I delivered my two weeks notice at 8:45 am on Monday. I had given it a lot of consideration. The office politics are growing ever more painful and cut-throat as the conference we’re organizing approaches. As uncomfortable as that was (and still is), it was manageable. It was making me sick, but I would have stuck it out. I can survive much worse abuse.
What really made me decide to leave was the opportunity I have been given to take part in two exhibitions this summer and fall. As the first two real showings of my photography, they need my attention. With deadlines coming soon, I felt that I just couldn’t get everything done in time. Now I can. I was struggling to finish my artist statement, a document that I have been writing for eight years, more or less. Now I can. It’s a big step, but sometimes you just have to walk the tightrope.
They held a birthday party for me at work in the afternoon. My supervisor didn’t come. My boss was unusually silent. I’m not sure if they knew I was leaving or not, but the conversation among my co-workers was unusually sedate. We talked about squirrels for some time, and I didn’t mind. There were eight timbits left over.
I applied to the International Centre of Photography in January. I received the confirmation email yesterday at 5 pm. The ICP is a small school in New York City. I am enrolled in the Documentary Photography and Photojournalism One-Year Certificate Program. My class of 40 or so students comes from approximately 18 different countries. The professors and facilities are top notch. It is a real opportunity.
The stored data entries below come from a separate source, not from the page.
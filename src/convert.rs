//! File-level conversions: packfile → JSON and JSON → packfile.
//!
//! ```no_run
//! use hkxconv::convert::{to_binary, to_text, BinaryOptions, TextOptions};
//!
//! let json = to_text("Actor.hkrb", None, &TextOptions { pretty: true, ..Default::default() })?;
//! let hkx  = to_binary(&json, Some("Actor.copy.hkrb".as_ref()), &BinaryOptions::default())?;
//! # Ok::<(), hkxconv::convert::ConvertError>(())
//! ```
//!
//! Neither direction ever overwrites an existing file.  The destination is
//! checked before any work is done, the output is built completely in
//! memory, and the file is created with `create_new` so a destination that
//! appears in the meantime is still left alone.

use std::fs::{self, OpenOptions};
use std::io::{self, Write};
use std::path::{Path, PathBuf};

use thiserror::Error;
use tracing::{debug, info};

use crate::codec::{Codec, PackfileCodec};
use crate::container::{decode_container, encode_container, ContainerError};
use crate::header::{HkxHeader, Platform};
use crate::kind::{classify, FileKind};
use crate::text::{FieldNaming, TextError, TreeCodec};

pub const TEXT_EXTENSION: &str = "json";

// ── Error type ───────────────────────────────────────────────────────────────

#[derive(Error, Debug)]
pub enum ConvertError {
    #[error("Destination already exists: {}", .0.display())]
    DestinationExists(PathBuf),
    #[error("Cannot tell which kind of file these {roots} root(s) belong to")]
    UnresolvedKind { roots: usize },
    #[error(transparent)]
    Container(#[from] ContainerError),
    #[error("Text error: {0}")]
    Text(#[from] TextError),
    #[error("IO error: {0}")]
    Io(#[from] io::Error),
}

// ── Options ──────────────────────────────────────────────────────────────────

#[derive(Debug, Clone, Default)]
pub struct TextOptions {
    pub pretty: bool,
    pub naming: FieldNaming,
}

impl TextOptions {
    fn tree_codec(&self) -> TreeCodec {
        TreeCodec::new(self.naming.clone(), self.pretty)
    }
}

#[derive(Debug, Clone, Default)]
pub struct BinaryOptions {
    pub platform: Platform,
    pub naming:   FieldNaming,
}

// ── In-memory conversions ────────────────────────────────────────────────────

/// Packfile bytes → JSON text.  `extension` selects the container layout.
pub fn hkx_to_text<C: Codec>(
    codec:     &C,
    bytes:     &[u8],
    extension: &str,
    tree:      &TreeCodec,
) -> Result<String, ConvertError> {
    let roots = decode_container(codec, bytes, extension)?;
    debug!(roots = roots.len(), extension, "decoded container");
    Ok(tree.encode(&roots)?)
}

/// JSON text → packfile bytes, plus the kind the roots were classified as.
pub fn text_to_hkx<C: Codec>(
    codec:    &C,
    text:     &str,
    platform: Platform,
    tree:     &TreeCodec,
) -> Result<(FileKind, Vec<u8>), ConvertError> {
    let mut roots = tree.decode(text)?;
    let kind = classify(&roots).ok_or(ConvertError::UnresolvedKind { roots: roots.len() })?;
    debug!(%kind, platform = platform.name(), "classified roots");

    let mut header = HkxHeader::for_platform(platform);
    let bytes = encode_container(codec, &mut roots, kind.extension(), &mut header)?;
    Ok((kind, bytes))
}

// ── File conversions ─────────────────────────────────────────────────────────

/// Convert the packfile at `src` to JSON.  Returns the path written.
///
/// `dst` defaults to `src` with its extension replaced by `json`.
pub fn to_text(src: impl AsRef<Path>, dst: Option<&Path>, opts: &TextOptions) -> Result<PathBuf, ConvertError> {
    let src = src.as_ref();
    let dst = match dst {
        Some(d) => d.to_path_buf(),
        None    => src.with_extension(TEXT_EXTENSION),
    };
    check_destination(&dst)?;

    let bytes = fs::read(src)?;
    let text = hkx_to_text(&PackfileCodec, &bytes, &extension_of(src), &opts.tree_codec())?;

    write_new(&dst, text.as_bytes())?;
    info!(src = %src.display(), dst = %dst.display(), "wrote JSON");
    Ok(dst)
}

/// Convert the JSON at `src` to a packfile.  Returns the path written.
///
/// `dst` defaults to `src` with its extension replaced by the classified
/// kind's extension.
pub fn to_binary(src: impl AsRef<Path>, dst: Option<&Path>, opts: &BinaryOptions) -> Result<PathBuf, ConvertError> {
    let src = src.as_ref();
    if let Some(d) = dst {
        check_destination(d)?;
    }

    let text = fs::read_to_string(src)?;
    let tree = TreeCodec::new(opts.naming.clone(), false);
    let (kind, bytes) = text_to_hkx(&PackfileCodec, &text, opts.platform, &tree)?;

    let dst = match dst {
        Some(d) => d.to_path_buf(),
        None    => {
            let guessed = src.with_extension(kind.extension());
            check_destination(&guessed)?;
            guessed
        }
    };
    write_new(&dst, &bytes)?;
    info!(src = %src.display(), dst = %dst.display(), %kind, "wrote packfile");
    Ok(dst)
}

/// Final extension of `path`, or the empty string.
pub fn extension_of(path: &Path) -> String {
    path.extension()
        .map(|e| e.to_string_lossy().into_owned())
        .unwrap_or_default()
}

fn check_destination(path: &Path) -> Result<(), ConvertError> {
    if path.exists() {
        return Err(ConvertError::DestinationExists(path.to_path_buf()));
    }
    Ok(())
}

fn write_new(path: &Path, data: &[u8]) -> Result<(), ConvertError> {
    let mut file = OpenOptions::new()
        .write(true)
        .create_new(true)
        .open(path)
        .map_err(|e| match e.kind() {
            io::ErrorKind::AlreadyExists => ConvertError::DestinationExists(path.to_path_buf()),
            _ => ConvertError::Io(e),
        })?;
    if let Err(e) = file.write_all(data) {
        drop(file);
        // Never leave a half-written destination behind.
        let _ = fs::remove_file(path);
        return Err(e.into());
    }
    Ok(())
}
It hasn’t sunk in yet that I am moving to New York. I can do this, I have been building toward it for a long time. Now I can do it. I am ready to go and the real work of actually getting there begins. Phew! Overwhelming.
I spent the evening with my family and the people I love. We barbequed, ate 1-2-3-4 cake, talked politics, and listened to pop music. It was a perfect Ottawa night, lounging on the back patio. I need more of these.
Finally, as a birthday treat, please indulge me a tune with some very funky “happy birthday” singing:
Janelle Monáe, “Tightrope”
I love the contrasts in this video. The stark black and white tuxedos against the muted institutional colours, the high Pompadour and short pants, the incongruous mirror-faced ghosts, everything is just the right amount of off beat.
And everything is perfectly, beautifully crafted. The lighting is supple, the colours luscious (I think the RED camera, a super high-definition digital video camera, was used) and crisp. I particularly like the beginning, where the two male dancers are sitting on a bench. The large, soft and direct light coming from the camera position is so smooth on the lacquered tiles. The next scene, where Monáe dances down the light-filled hall, is a perfect visual counterpoint.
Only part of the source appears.